Assignment:
Below are the records; pull every line that includes "Microsoft".

::: Data to use

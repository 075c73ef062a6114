use serde::{Deserialize, Serialize};

/// One row of the user export, with its derived classification.
#[derive(Debug, Clone, PartialEq, Serialize)]
pub struct Account {
    pub principal_name: String,
    pub display_name: String,
    pub raw_license_field: Option<String>,
    pub block_flag_raw: Option<String>,
    pub is_external: bool,
    pub organization: Option<String>,
    pub is_blocked: bool,
    pub has_paid_license: bool,
    pub paid_license_tokens: Vec<String>,
}

impl Account {
    /// Paid tokens re-joined with `+`, as shown in the paid-license listings.
    pub fn paid_license_string(&self) -> String {
        self.paid_license_tokens.join("+")
    }
}

/// A row as it comes out of the loader, before classification.
#[derive(Debug, Clone, PartialEq, Default)]
pub struct RawRecord {
    pub principal_name: String,
    pub display_name: String,
    pub licenses: Option<String>,
    pub block_credential: Option<String>,
}

/// Canonical paid-license category. Declaration order is the column order
/// of the per-organization pivot.
#[derive(Debug, Clone, Copy, PartialEq, Eq, PartialOrd, Ord, Hash, Serialize, Deserialize)]
pub enum LicenseCategory {
    BusinessBasic,
    BusinessStandard,
    BusinessPremium,
    PowerBIPro,
    ExchangeOnline,
    Unclassified,
}

impl LicenseCategory {
    /// Every category that can appear as a pivot column.
    pub const PAID: [LicenseCategory; 5] = [
        LicenseCategory::BusinessBasic,
        LicenseCategory::BusinessStandard,
        LicenseCategory::BusinessPremium,
        LicenseCategory::PowerBIPro,
        LicenseCategory::ExchangeOnline,
    ];

    /// Short column label used in the exported workbook.
    pub fn column_label(&self) -> &'static str {
        match self {
            LicenseCategory::BusinessBasic => "365 Basic",
            LicenseCategory::BusinessStandard => "365 Standard",
            LicenseCategory::BusinessPremium => "365 Premium",
            LicenseCategory::PowerBIPro => "Power BI Pro",
            LicenseCategory::ExchangeOnline => "Exchange Online",
            LicenseCategory::Unclassified => "Unclassified",
        }
    }
}

impl std::fmt::Display for LicenseCategory {
    fn fmt(&self, f: &mut std::fmt::Formatter<'_>) -> std::fmt::Result {
        match self {
            LicenseCategory::BusinessBasic => write!(f, "Microsoft 365 Business Basic"),
            LicenseCategory::BusinessStandard => write!(f, "Microsoft 365 Business Standard"),
            LicenseCategory::BusinessPremium => write!(f, "Microsoft 365 Business Premium"),
            LicenseCategory::PowerBIPro => write!(f, "Power BI Pro"),
            LicenseCategory::ExchangeOnline => write!(f, "Exchange Online"),
            LicenseCategory::Unclassified => write!(f, "Unclassified"),
        }
    }
}

/// Active/blocked counts for one organization.
#[derive(Debug, Clone, PartialEq, Eq, Serialize)]
pub struct OrganizationSummary {
    pub organization: String,
    pub total_accounts: usize,
    pub active_count: usize,
    pub blocked_count: usize,
}

/// One line of the paid-license listings.
#[derive(Debug, Clone, PartialEq, Eq, Serialize)]
pub struct PaidLicenseEntry {
    pub display_name: String,
    pub principal_name: String,
    pub paid_license_string: String,
    pub is_blocked: bool,
}

/// Per-organization category counts. `counts` is aligned with
/// [`LicensePivot::categories`].
#[derive(Debug, Clone, PartialEq, Eq, Serialize)]
pub struct PivotRow {
    pub organization: String,
    pub counts: Vec<usize>,
    pub total_with_license: usize,
}

#[derive(Debug, Clone, PartialEq, Eq, Serialize)]
pub struct LicensePivot {
    /// Categories with at least one occurrence, in pivot column order.
    pub categories: Vec<LicenseCategory>,
    pub rows: Vec<PivotRow>,
}

impl LicensePivot {
    pub fn is_empty(&self) -> bool {
        self.rows.is_empty()
    }
}

/// Everything the renderers consume from one pipeline run.
#[derive(Debug, Clone, PartialEq, Serialize)]
pub struct Report {
    pub total_accounts: usize,
    pub internal_accounts: usize,
    pub selected_organizations: Vec<String>,
    pub organization_summary: Vec<OrganizationSummary>,
    pub paid_license_listing: Vec<PaidLicenseEntry>,
    pub blocked_paid_license_listing: Vec<PaidLicenseEntry>,
    pub license_category_pivot: LicensePivot,
    pub license_frequency: Vec<(LicenseCategory, usize)>,
    pub paid_users_by_organization: Vec<(String, usize)>,
    pub accounts_without_paid_license: Vec<Account>,
    pub external_accounts: Vec<Account>,
}
use std::path::PathBuf;

use clap::Parser;

use crate::models::LicenseCategory;

#[derive(Parser, Debug)]
#[command(
    name = "license-rollup",
    about = "Summarize paid licenses and blocked accounts from a Microsoft 365 user export",
    version
)]
pub struct Cli {
    /// User export to analyze (.csv or .xlsx)
    pub file: PathBuf,

    /// Keyword config file [default: <export dir>/.license-rollup/config.toml, fallback ~/.config/license-rollup/config.toml]
    #[arg(long)]
    pub config: Option<PathBuf>,

    /// Report format
    #[arg(long, default_value = "terminal", value_name = "FORMAT")]
    pub report: ReportFormat,

    /// Workbook output path; use without value to default to analise_licencas.xlsx
    #[arg(long, value_name = "FILE", num_args = 0..=1, default_missing_value = "analise_licencas.xlsx")]
    pub xlsx: Option<PathBuf>,

    /// Also render PNG bar charts into this directory
    #[arg(long, value_name = "DIR")]
    pub charts: Option<PathBuf>,

    /// Restrict listings to an organization domain (repeatable)
    #[arg(long = "org", value_name = "DOMAIN")]
    pub organizations: Vec<String>,

    /// Restrict the license distribution to a category (repeatable)
    #[arg(long = "category", value_name = "CATEGORY")]
    pub categories: Vec<CategoryArg>,

    /// Exit with status 1 if a blocked account still holds a paid license
    #[arg(long)]
    pub strict: bool,

    /// Also list accounts without a paid license and external accounts
    #[arg(short, long)]
    pub verbose: bool,

    /// Only print summary line
    #[arg(short, long)]
    pub quiet: bool,
}

#[derive(Debug, Clone, clap::ValueEnum)]
pub enum ReportFormat {
    Terminal,
    Json,
    Xlsx,
}

#[derive(Debug, Clone, clap::ValueEnum)]
pub enum CategoryArg {
    BusinessBasic,
    BusinessStandard,
    BusinessPremium,
    PowerBiPro,
    ExchangeOnline,
}

impl From<&CategoryArg> for LicenseCategory {
    fn from(arg: &CategoryArg) -> Self {
        match arg {
            CategoryArg::BusinessBasic => LicenseCategory::BusinessBasic,
            CategoryArg::BusinessStandard => LicenseCategory::BusinessStandard,
            CategoryArg::BusinessPremium => LicenseCategory::BusinessPremium,
            CategoryArg::PowerBiPro => LicenseCategory::PowerBIPro,
            CategoryArg::ExchangeOnline => LicenseCategory::ExchangeOnline,
        }
    }
}
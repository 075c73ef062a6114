use std::path::Path;

use anyhow::Result;
use colored::*;
use comfy_table::presets::UTF8_FULL;
use comfy_table::{Attribute, Cell, CellAlignment, Color, ContentArrangement, Table};

use crate::models::{Account, PaidLicenseEntry, Report};

/// Render a colored terminal report.
pub fn render(report: &Report, path: &Path, verbose: bool, quiet: bool) -> Result<()> {
    let blocked_total: usize = report
        .organization_summary
        .iter()
        .map(|r| r.blocked_count)
        .sum();

    if quiet {
        println!(
            "Accounts: {}  Internal: {}  External: {}  Paid: {}  Blocked: {}  Blocked+Paid: {}",
            report.total_accounts,
            report.internal_accounts,
            report.external_accounts.len(),
            report.paid_license_listing.len().to_string().green(),
            blocked_total.to_string().yellow(),
            report.blocked_paid_license_listing.len().to_string().red(),
        );
        return Ok(());
    }

    println!(
        "\n {} v{}",
        "license-rollup".bold(),
        env!("CARGO_PKG_VERSION")
    );
    println!(" Export: {}\n", path.display());

    // Summary box
    println!(" ┌────────────────────────────────────────────────────┐");
    println!(" │  {:<48} │", "SUMMARY".bold());
    println!(
        " │  {:<48} │",
        format!("Accounts            : {:>6}", report.total_accounts)
    );
    println!(
        " │  {:<48} │",
        format!("Internal            : {:>6}", report.internal_accounts)
    );
    println!(
        " │  {:<48} │",
        format!("External (guests)   : {:>6}", report.external_accounts.len())
    );
    println!(
        " │  {:<48} │",
        format!(
            "{}  Paid license     : {:>6}",
            "✓".green(),
            report.paid_license_listing.len()
        )
    );
    println!(
        " │  {:<48} │",
        format!(
            "{}  Blocked + paid   : {:>6}",
            "✗".red(),
            report.blocked_paid_license_listing.len()
        )
    );
    println!(" └────────────────────────────────────────────────────┘\n");

    println!(" {} Accounts per organization:\n", "[ORGS]".cyan().bold());
    render_org_summary(report);
    println!();

    println!(" {} Accounts with paid licenses:\n", "[PAID]".green().bold());
    render_paid_listing(&report.paid_license_listing);
    println!();

    println!(
        " {} Blocked accounts holding paid licenses:\n",
        "[BLOCKED]".red().bold()
    );
    render_paid_listing(&report.blocked_paid_license_listing);
    println!();

    println!(" {} Paid licenses per organization:\n", "[PIVOT]".cyan().bold());
    render_pivot(report);
    println!();

    println!(" {} License distribution:\n", "[CHART]".cyan().bold());
    render_frequency(report);
    println!();

    if verbose {
        println!(" {} Accounts without a paid license:\n", "[FREE]".yellow().bold());
        render_accounts(&report.accounts_without_paid_license);
        println!();

        println!(
            " {} External accounts ({}):\n",
            "[GUEST]".magenta().bold(),
            report.external_accounts.len()
        );
        render_accounts(&report.external_accounts);
        println!();
    } else {
        println!(
            " {} accounts without a paid license, {} external accounts (use --verbose to list)\n",
            report.accounts_without_paid_license.len(),
            report.external_accounts.len()
        );
    }

    Ok(())
}

fn no_data() {
    println!("   {}", "(no data)".dimmed());
}

fn header(labels: &[&str]) -> Vec<Cell> {
    labels
        .iter()
        .map(|l| Cell::new(l).add_attribute(Attribute::Bold))
        .collect()
}

fn new_table() -> Table {
    let mut table = Table::new();
    table
        .load_preset(UTF8_FULL)
        .set_content_arrangement(ContentArrangement::Dynamic);
    table
}

fn render_org_summary(report: &Report) {
    if report.organization_summary.is_empty() {
        no_data();
        return;
    }

    let mut table = new_table();
    table.set_header(header(&["Organization", "Total", "Active", "Blocked"]));
    for row in &report.organization_summary {
        let blocked_color = if row.blocked_count > 0 {
            Color::Red
        } else {
            Color::DarkGrey
        };
        table.add_row(vec![
            Cell::new(&row.organization),
            Cell::new(row.total_accounts).set_alignment(CellAlignment::Right),
            Cell::new(row.active_count)
                .fg(Color::Green)
                .set_alignment(CellAlignment::Right),
            Cell::new(row.blocked_count)
                .fg(blocked_color)
                .set_alignment(CellAlignment::Right),
        ]);
    }
    println!("{}", table);
}

fn render_paid_listing(entries: &[PaidLicenseEntry]) {
    if entries.is_empty() {
        no_data();
        return;
    }

    let mut table = new_table();
    table.set_header(header(&["Display name", "Paid licenses"]));
    for entry in entries {
        let name = if entry.is_blocked {
            Cell::new(&entry.display_name).fg(Color::Red)
        } else {
            Cell::new(&entry.display_name)
        };
        table.add_row(vec![name, Cell::new(&entry.paid_license_string)]);
    }
    println!("{}", table);
}

fn render_pivot(report: &Report) {
    let pivot = &report.license_category_pivot;
    if pivot.is_empty() {
        no_data();
        return;
    }

    let mut labels = vec!["Organization"];
    labels.extend(pivot.categories.iter().map(|c| c.column_label()));
    labels.push("Total");

    let mut table = new_table();
    table.set_header(header(&labels));
    for row in &pivot.rows {
        let mut cells = vec![Cell::new(&row.organization)];
        cells.extend(
            row.counts
                .iter()
                .map(|n| Cell::new(n).set_alignment(CellAlignment::Right)),
        );
        cells.push(
            Cell::new(row.total_with_license)
                .add_attribute(Attribute::Bold)
                .set_alignment(CellAlignment::Right),
        );
        table.add_row(cells);
    }
    println!("{}", table);
}

fn render_frequency(report: &Report) {
    let Some(max) = report.license_frequency.iter().map(|(_, n)| *n).max() else {
        no_data();
        return;
    };

    const BAR_WIDTH: usize = 30;
    for (category, count) in &report.license_frequency {
        let len = (count * BAR_WIDTH).div_ceil(max.max(1));
        println!(
            "   {:<32} {} {}",
            category.to_string(),
            "█".repeat(len).cyan(),
            count
        );
    }
}

fn render_accounts(accounts: &[Account]) {
    if accounts.is_empty() {
        no_data();
        return;
    }

    let mut table = new_table();
    table.set_header(header(&[
        "Display name",
        "User principal name",
        "Licenses",
        "Block credential",
    ]));
    for account in accounts {
        table.add_row(vec![
            Cell::new(&account.display_name),
            Cell::new(&account.principal_name),
            Cell::new(account.raw_license_field.as_deref().unwrap_or("")),
            Cell::new(account.block_flag_raw.as_deref().unwrap_or("")),
        ]);
    }
    println!("{}", table);
}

::::::

Task result:
            LicenseCategory::BusinessBasic => write!(f, "Microsoft 365 Business Basic"),
            LicenseCategory::BusinessStandard => write!(f, "Microsoft 365 Business Standard"),
            LicenseCategory::BusinessPremium => write!(f, "Microsoft 365 Business Premium"),
    about = "Summarize paid licenses and blocked accounts from a Microsoft 365 user export",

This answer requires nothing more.